Elon Musk, on Joe Rogan’s Feb. 28 podcast, announced, “The fundamental weakness of Western Civilization is empathy” (https://www.snopes.com/fact-check/elon-musk-empathy-quote/).
While admitting “you should care about other people,” he stressed “you need to have empathy for civilization.”
Musk treats civilization, or society, as a thing above and apart from the people who compose it.
He seems to believe that empathy, concern for the needs of others, threatens society’s survival by draining vital resources from it.
Musk, thus, claims to defend U.S. society by attacking, through DOGE, our institutions of care; cutting government programs that help the sick (Medicaid, Medicare), support retirees and the disabled (Social Security), and aid the destitute around the world (USAID).
What is a society, however, without mutual caring?
Musk’s answer closely follows the views of Ayn Rand who argued that achieving individual happiness is our primary moral goal (https://courses.aynrand.org/works/the-objectivist-ethics/?nab=0).
Driven by self-interest, we should accumulate money and the happiness we imagine it buys. Societies promote this morality by providing minimal constraints on, and maximum rewards for, interpersonal competitions over wealth.
The smartest and most industrious are thought to win these contests by their own efforts. Alliances among contestants are fragile because suspicion of competitors is pervasive.
Empathy is a weakness, a “bug” Musk calls it, because it dulls our competitive edge and wastes resources by caring for “losers” in this presumed meritocracy.
Contrasting with this dystopian view of all-against all is one that sees society as the product of many people working together, if not always in harmony, to make and remake institutions that serve the common good.
We decide together what constitute valuable goals and how to achieve them.
Accomplishing this aim relies on cooperation founded on mutual trust and respect. Empathy is the basis of these meaningful relations.

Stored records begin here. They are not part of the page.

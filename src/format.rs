//! Text formatting for rendered field slots.

use chrono::{DateTime, FixedOffset, Offset, TimeZone, Utc};
use chrono_tz::Tz;
use serde_json::Value;

/// How a timestamp should be decorated.
#[derive(Debug, Clone, Copy, PartialEq, Eq, Default)]
pub struct DateTimeStyle {
    /// Append the UTC offset, e.g. `(UTC+01:00)`.
    pub add_offset: bool,
    /// Append the configured time zone name.
    pub append_time_zone: bool,
}

impl DateTimeStyle {
    pub const FULL: Self = Self {
        add_offset: true,
        append_time_zone: true,
    };
}

/// The console user's display preferences.
///
/// `time_zone` is resolved as an IANA zone so each instant gets the offset in
/// force at that moment. Names that don't resolve use the fixed offset.
#[derive(Debug, Clone, PartialEq, Eq)]
pub struct UserPreferences {
    pub time_zone: String,
    zone: Option<Tz>,
    offset: FixedOffset,
}

impl Default for UserPreferences {
    fn default() -> Self {
        Self {
            time_zone: "UTC".into(),
            zone: Some(Tz::UTC),
            offset: utc(),
        }
    }
}

fn utc() -> FixedOffset {
    Utc.fix()
}

impl UserPreferences {
    /// `utc_offset_minutes` only applies when `time_zone` is not a known zone
    /// name. Offsets outside ±24h fall back to UTC.
    pub fn new(time_zone: impl Into<String>, utc_offset_minutes: i32) -> Self {
        let time_zone = time_zone.into();
        let zone = time_zone.trim().parse::<Tz>().ok();
        if zone.is_none() {
            log::debug!("Unknown time zone {time_zone:?}; using fixed offset of {utc_offset_minutes} minutes");
        }
        let offset = utc_offset_minutes
            .checked_mul(60)
            .and_then(FixedOffset::east_opt)
            .unwrap_or_else(utc);
        Self {
            time_zone,
            zone,
            offset,
        }
    }

    /// Offset from UTC at `instant`.
    pub fn offset_at(&self, instant: &DateTime<Utc>) -> FixedOffset {
        match self.zone {
            Some(zone) => zone.offset_from_utc_datetime(&instant.naive_utc()).fix(),
            None => self.offset,
        }
    }

    /// Render an epoch-millisecond or RFC 3339 timestamp in the user's zone.
    /// Returns `None` when the value is not a timestamp.
    pub fn format_date_time(&self, value: &Value, style: DateTimeStyle) -> Option<String> {
        let instant = parse_instant(value)?;
        let local = instant.with_timezone(&self.offset_at(&instant));
        let mut out = local.format("%Y-%m-%d %H:%M:%S%.3f").to_string();
        if style.add_offset {
            out.push_str(&format!(" (UTC{})", local.format("%:z")));
        }
        if style.append_time_zone && !self.time_zone.is_empty() {
            out.push(' ');
            out.push_str(&self.time_zone);
        }
        Some(out)
    }
}

fn parse_instant(value: &Value) -> Option<DateTime<Utc>> {
    match value {
        Value::Number(n) => {
            let millis = n.as_i64().or_else(|| n.as_f64().map(|f| f as i64))?;
            Utc.timestamp_millis_opt(millis).single()
        }
        Value::String(s) => DateTime::parse_from_rfc3339(s)
            .ok()
            .map(|dt| dt.with_timezone(&Utc)),
        _ => None,
    }
}

/// Entity-escape text for insertion into HTML.
pub fn escape_html(s: &str) -> String {
    let mut out = String::with_capacity(s.len());
    for c in s.chars() {
        match c {
            '&' => out.push_str("&amp;"),
            '<' => out.push_str("&lt;"),
            '>' => out.push_str("&gt;"),
            '"' => out.push_str("&quot;"),
            '\'' => out.push_str("&#39;"),
            _ => out.push(c),
        }
    }
    out
}

/// Display text for an attribute value: strings verbatim, numbers and
/// booleans as-is, structures as compact JSON, null as nothing.
pub fn scalar_text(value: &Value) -> String {
    match value {
        Value::Null => String::new(),
        Value::String(s) => s.clone(),
        _ => value.to_string(),
    }
}

/// [`scalar_text`], entity-escaped.
pub fn scalar_html(value: &Value) -> String {
    escape_html(&scalar_text(value))
}

#[cfg(test)]
mod tests {
    use super::*;
    use serde_json::json;

    // 2016-05-10T12:34:56.789Z
    const ARRIVAL: i64 = 1_462_883_696_789;

    #[test]
    fn escapes_markup() {
        assert_eq!(
            escape_html(r#"<script>alert("x") & 'y'</script>"#),
            "&lt;script&gt;alert(&quot;x&quot;) &amp; &#39;y&#39;&lt;/script&gt;"
        );
        assert_eq!(escape_html("plain"), "plain");
    }

    #[test]
    fn scalar_rendering() {
        assert_eq!(scalar_html(&json!("<b>")), "&lt;b&gt;");
        assert_eq!(scalar_html(&json!(4)), "4");
        assert_eq!(scalar_html(&json!(true)), "true");
        assert_eq!(scalar_html(&json!(null)), "");
        assert_eq!(scalar_html(&json!({"a": "<"})), "{&quot;a&quot;:&quot;&lt;&quot;}");
    }

    #[test]
    fn utc_timestamp_with_offset_and_zone() {
        let prefs = UserPreferences::default();
        let out = prefs.format_date_time(&json!(ARRIVAL), DateTimeStyle::FULL).unwrap();
        assert_eq!(out, "2016-05-10 12:34:56.789 (UTC+00:00) UTC");
    }

    #[test]
    fn timestamp_in_user_zone() {
        let prefs = UserPreferences::new("Europe/Berlin", 120);
        let out = prefs.format_date_time(&json!(ARRIVAL), DateTimeStyle::FULL).unwrap();
        assert_eq!(out, "2016-05-10 14:34:56.789 (UTC+02:00) Europe/Berlin");
    }

    #[test]
    fn daylight_saving_changes_the_offset() {
        let prefs = UserPreferences::new("Europe/Berlin", 0);
        // 2016-01-10T12:00:00Z
        let winter = prefs.format_date_time(&json!(1_452_427_200_000_i64), DateTimeStyle::FULL).unwrap();
        assert_eq!(winter, "2016-01-10 13:00:00.000 (UTC+01:00) Europe/Berlin");
        let summer = prefs.format_date_time(&json!(ARRIVAL), DateTimeStyle::FULL).unwrap();
        assert_eq!(summer, "2016-05-10 14:34:56.789 (UTC+02:00) Europe/Berlin");
    }

    #[test]
    fn zone_name_wins_over_configured_offset() {
        let prefs = UserPreferences::new("America/New_York", 120);
        // 2016-01-10T12:00:00Z
        let out = prefs
            .format_date_time(&json!(1_452_427_200_000_i64), DateTimeStyle { add_offset: true, append_time_zone: false })
            .unwrap();
        assert_eq!(out, "2016-01-10 07:00:00.000 (UTC-05:00)");
    }

    #[test]
    fn unknown_zone_uses_fixed_offset() {
        let prefs = UserPreferences::new("Lab time", 90);
        let out = prefs.format_date_time(&json!(ARRIVAL), DateTimeStyle::FULL).unwrap();
        assert_eq!(out, "2016-05-10 14:04:56.789 (UTC+01:30) Lab time");
    }

    #[test]
    fn negative_offsets() {
        let prefs = UserPreferences::new("America/New_York", -240);
        let out = prefs
            .format_date_time(&json!(ARRIVAL), DateTimeStyle { add_offset: true, append_time_zone: false })
            .unwrap();
        assert_eq!(out, "2016-05-10 08:34:56.789 (UTC-04:00)");
    }

    #[test]
    fn rfc3339_strings_are_accepted() {
        let prefs = UserPreferences::default();
        let out = prefs
            .format_date_time(&json!("2016-05-10T14:34:56.789+02:00"), DateTimeStyle::default())
            .unwrap();
        assert_eq!(out, "2016-05-10 12:34:56.789");
    }

    #[test]
    fn non_timestamps_are_rejected() {
        let prefs = UserPreferences::default();
        assert!(prefs.format_date_time(&json!("yesterday"), DateTimeStyle::FULL).is_none());
        assert!(prefs.format_date_time(&json!(null), DateTimeStyle::FULL).is_none());
    }

    #[test]
    fn absurd_offset_falls_back_to_utc() {
        let prefs = UserPreferences::new("Nowhere", 100_000);
        let instant = Utc.timestamp_millis_opt(ARRIVAL).unwrap();
        assert_eq!(prefs.offset_at(&instant), utc());
    }
}
//! Presentation model: what the message dialog shows for one fetch.
//!
//! Display slots are registered once with an explicit kind; rendering never
//! inspects markup to decide how a value is shown.

use std::io;

use indexmap::IndexMap;
use serde_json::Value;

use crate::format::{escape_html, scalar_html, scalar_text, DateTimeStyle, UserPreferences};
use crate::mime::{self, DecodedBody};
use crate::models::{MessageId, MessageMetadata};
use crate::preview::{preview_notice, Column, ContentPreview, Row, Table};

/// Preview size used when nothing else is configured.
pub const DEFAULT_PREVIEW_LIMIT: usize = 1024;
pub const DEFAULT_TEXT_ROWS: u32 = 4;

#[derive(Debug, Clone, Copy, PartialEq, Eq)]
pub enum SlotKind {
    Plain,
    /// Nested mapping rendered as a Header/Value table.
    Map,
    DateTime,
}

#[derive(Debug, Clone, PartialEq, Eq)]
pub struct DisplaySlot {
    pub name: String,
    pub kind: SlotKind,
    /// Only shown when the full message could be fetched.
    pub confidential: bool,
}

/// Display slots keyed by the attribute they show.
#[derive(Debug, Clone, Default)]
pub struct SlotRegistry {
    slots: IndexMap<String, DisplaySlot>,
}

impl SlotRegistry {
    pub fn new() -> Self {
        Self::default()
    }

    /// The slots of the broker console's message dialog.
    pub fn standard() -> Self {
        let mut slots = Self::new();
        for name in [
            "id",
            "messageId",
            "correlationId",
            "userId",
            "encoding",
            "mimeType",
            "size",
            "priority",
            "persistent",
            "state",
            "deliveryCount",
        ] {
            slots.register(name, SlotKind::Plain);
        }
        for name in [
            "arrivalTime",
            "expirationTime",
            "timestamp",
            "initialDeliveryTime",
        ] {
            slots.register(name, SlotKind::DateTime);
        }
        slots.register_confidential("headers", SlotKind::Map);
        slots
    }

    pub fn register(&mut self, name: &str, kind: SlotKind) -> &mut Self {
        self.insert(name, kind, false)
    }

    pub fn register_confidential(&mut self, name: &str, kind: SlotKind) -> &mut Self {
        self.insert(name, kind, true)
    }

    fn insert(&mut self, name: &str, kind: SlotKind, confidential: bool) -> &mut Self {
        self.slots.insert(
            name.to_string(),
            DisplaySlot {
                name: name.to_string(),
                kind,
                confidential,
            },
        );
        self
    }

    pub fn get(&self, name: &str) -> Option<&DisplaySlot> {
        self.slots.get(name)
    }

    pub fn len(&self) -> usize {
        self.slots.len()
    }

    pub fn is_empty(&self) -> bool {
        self.slots.is_empty()
    }
}

#[derive(Debug, Clone, PartialEq, Eq)]
pub enum FieldContent {
    /// Slot claimed by a null attribute.
    Empty,
    Html(String),
    /// Confidential slot shown as a placeholder.
    Redacted,
}

#[derive(Debug, Clone, PartialEq, Eq)]
pub struct RenderedField {
    pub slot: String,
    pub kind: SlotKind,
    pub content: FieldContent,
}

impl RenderedField {
    /// Markup to insert into the slot; empty for null and redacted values.
    pub fn html(&self) -> &str {
        match &self.content {
            FieldContent::Html(html) => html,
            FieldContent::Empty | FieldContent::Redacted => "",
        }
    }
}

/// Link to download the complete body. Its title is the URL itself.
#[derive(Debug, Clone, PartialEq, Eq)]
pub struct DownloadLink {
    pub url: String,
}

impl DownloadLink {
    pub fn title(&self) -> &str {
        &self.url
    }

    /// Hand the link to the system browser.
    pub fn open(&self) -> io::Result<()> {
        open::that(&self.url).inspect_err(|e| {
            log::warn!("Failed to open download link {}: {e}", self.url);
        })
    }
}

#[derive(Debug, Clone, PartialEq, Eq)]
pub enum PreviewPlan {
    /// Preview pane stays hidden; no content is fetched.
    Hidden,
    /// Preview pane is shown and its content requested.
    Pending {
        mime_type: String,
        limit: usize,
        total_bytes: u64,
        notice: String,
    },
}

/// Everything the dialog shows for one message.
#[derive(Debug, Clone, PartialEq, Eq)]
pub struct PresentationModel {
    pub message_id: MessageId,
    pub fields: Vec<RenderedField>,
    pub includes_confidential: bool,
    pub download: Option<DownloadLink>,
    pub preview: PreviewPlan,
}

impl PresentationModel {
    pub fn field(&self, slot: &str) -> Option<&RenderedField> {
        self.fields.iter().find(|f| f.slot == slot)
    }

    pub fn show_confidential(&self) -> bool {
        self.includes_confidential
    }

    /// The "confidential information redacted" warning.
    pub fn show_redaction_warning(&self) -> bool {
        !self.includes_confidential
    }

    pub fn show_placeholders(&self) -> bool {
        !self.includes_confidential
    }

    pub fn preview_notice(&self) -> Option<&str> {
        match &self.preview {
            PreviewPlan::Pending { notice, .. } => Some(notice),
            PreviewPlan::Hidden => None,
        }
    }
}

/// Turns fetched metadata and decoded content into presentation state.
#[derive(Debug, Clone)]
pub struct PresentationBuilder {
    slots: SlotRegistry,
    preferences: UserPreferences,
    preview_limit: usize,
    text_rows: u32,
}

impl Default for PresentationBuilder {
    fn default() -> Self {
        Self::new(SlotRegistry::standard(), UserPreferences::default())
    }
}

impl PresentationBuilder {
    pub fn new(slots: SlotRegistry, preferences: UserPreferences) -> Self {
        Self {
            slots,
            preferences,
            preview_limit: DEFAULT_PREVIEW_LIMIT,
            text_rows: DEFAULT_TEXT_ROWS,
        }
    }

    pub fn with_preview_limit(mut self, limit: usize) -> Self {
        self.preview_limit = limit.max(1);
        self
    }

    pub fn with_text_rows(mut self, rows: u32) -> Self {
        self.text_rows = rows;
        self
    }

    pub fn preview_limit(&self) -> usize {
        self.preview_limit
    }

    pub fn slots(&self) -> &SlotRegistry {
        &self.slots
    }

    /// Build the dialog model. `download_url` is only consulted when the
    /// confidential body may be shown.
    pub fn build(
        &self,
        metadata: &MessageMetadata,
        includes_confidential: bool,
        download_url: impl FnOnce(&MessageId) -> String,
    ) -> PresentationModel {
        let fields = metadata
            .attributes()
            .filter_map(|(name, value)| {
                let slot = self.slots.get(name)?;
                Some(RenderedField {
                    slot: slot.name.clone(),
                    kind: slot.kind,
                    content: self.render(slot, value, includes_confidential),
                })
            })
            .collect();

        let (download, preview) = if includes_confidential {
            let link = DownloadLink {
                url: download_url(metadata.id()),
            };
            (Some(link), self.plan_preview(metadata))
        } else {
            (None, PreviewPlan::Hidden)
        };

        PresentationModel {
            message_id: metadata.id().clone(),
            fields,
            includes_confidential,
            download,
            preview,
        }
    }

    fn plan_preview(&self, metadata: &MessageMetadata) -> PreviewPlan {
        match metadata.mime_type() {
            Some(mime_type) if mime::is_previewable(Some(mime_type)) => PreviewPlan::Pending {
                mime_type: mime_type.to_string(),
                limit: self.preview_limit,
                total_bytes: metadata.size_bytes(),
                notice: preview_notice(self.preview_limit as u64, metadata.size_bytes()),
            },
            _ => PreviewPlan::Hidden,
        }
    }

    fn render(&self, slot: &DisplaySlot, value: &Value, includes_confidential: bool) -> FieldContent {
        if slot.confidential && !includes_confidential {
            return FieldContent::Redacted;
        }
        if value.is_null() {
            return FieldContent::Empty;
        }
        let html = match (slot.kind, value) {
            (SlotKind::Map, Value::Object(entries)) => header_table(entries).to_html(),
            (SlotKind::DateTime, _) => match self.preferences.format_date_time(value, DateTimeStyle::FULL) {
                Some(text) => escape_html(&text),
                None => scalar_html(value),
            },
            _ => scalar_html(value),
        };
        FieldContent::Html(html)
    }

    /// Preview for content fetched under `limit` for a body of `total_bytes`.
    pub fn build_preview(&self, decoded: DecodedBody, limit: usize, total_bytes: u64) -> ContentPreview {
        ContentPreview::new(decoded, limit, total_bytes, self.text_rows)
    }
}

fn header_table(entries: &serde_json::Map<String, Value>) -> Table {
    let rows = mime::enumeration_order(entries)
        .into_iter()
        .map(|(name, value)| Row {
            id: name.to_string(),
            value: scalar_text(value),
        })
        .collect();
    Table::new(
        vec![
            Column::new("id", "Header").with_width("6em"),
            Column::new("value", "Value"),
        ],
        rows,
    )
}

Without concern for one another, there can be no trust. Without trust, cooperation is impossible. Without cooperation in pursuit of shared goals, there is only endless competition, suspicion, and division.
Ayn Rand was right, achieving happiness is important. What she and Musk fail to understand is that we are never happy alone.
Wealth temporarily sates individual appetites. Engaging in meaningful interactions founded on empathy makes us whole. It is through those dealings, including helping people in need, that we know ourselves and our value.
This is the touchstone of our shared humanity, the foundation of a healthy society.
Succumbing to Musk’s vision of endless competitions for wealth encourages distrust, thus unwinding those interpersonal relations that constitute the society he claims to value.
No politician will save us from that fate. We must do this together.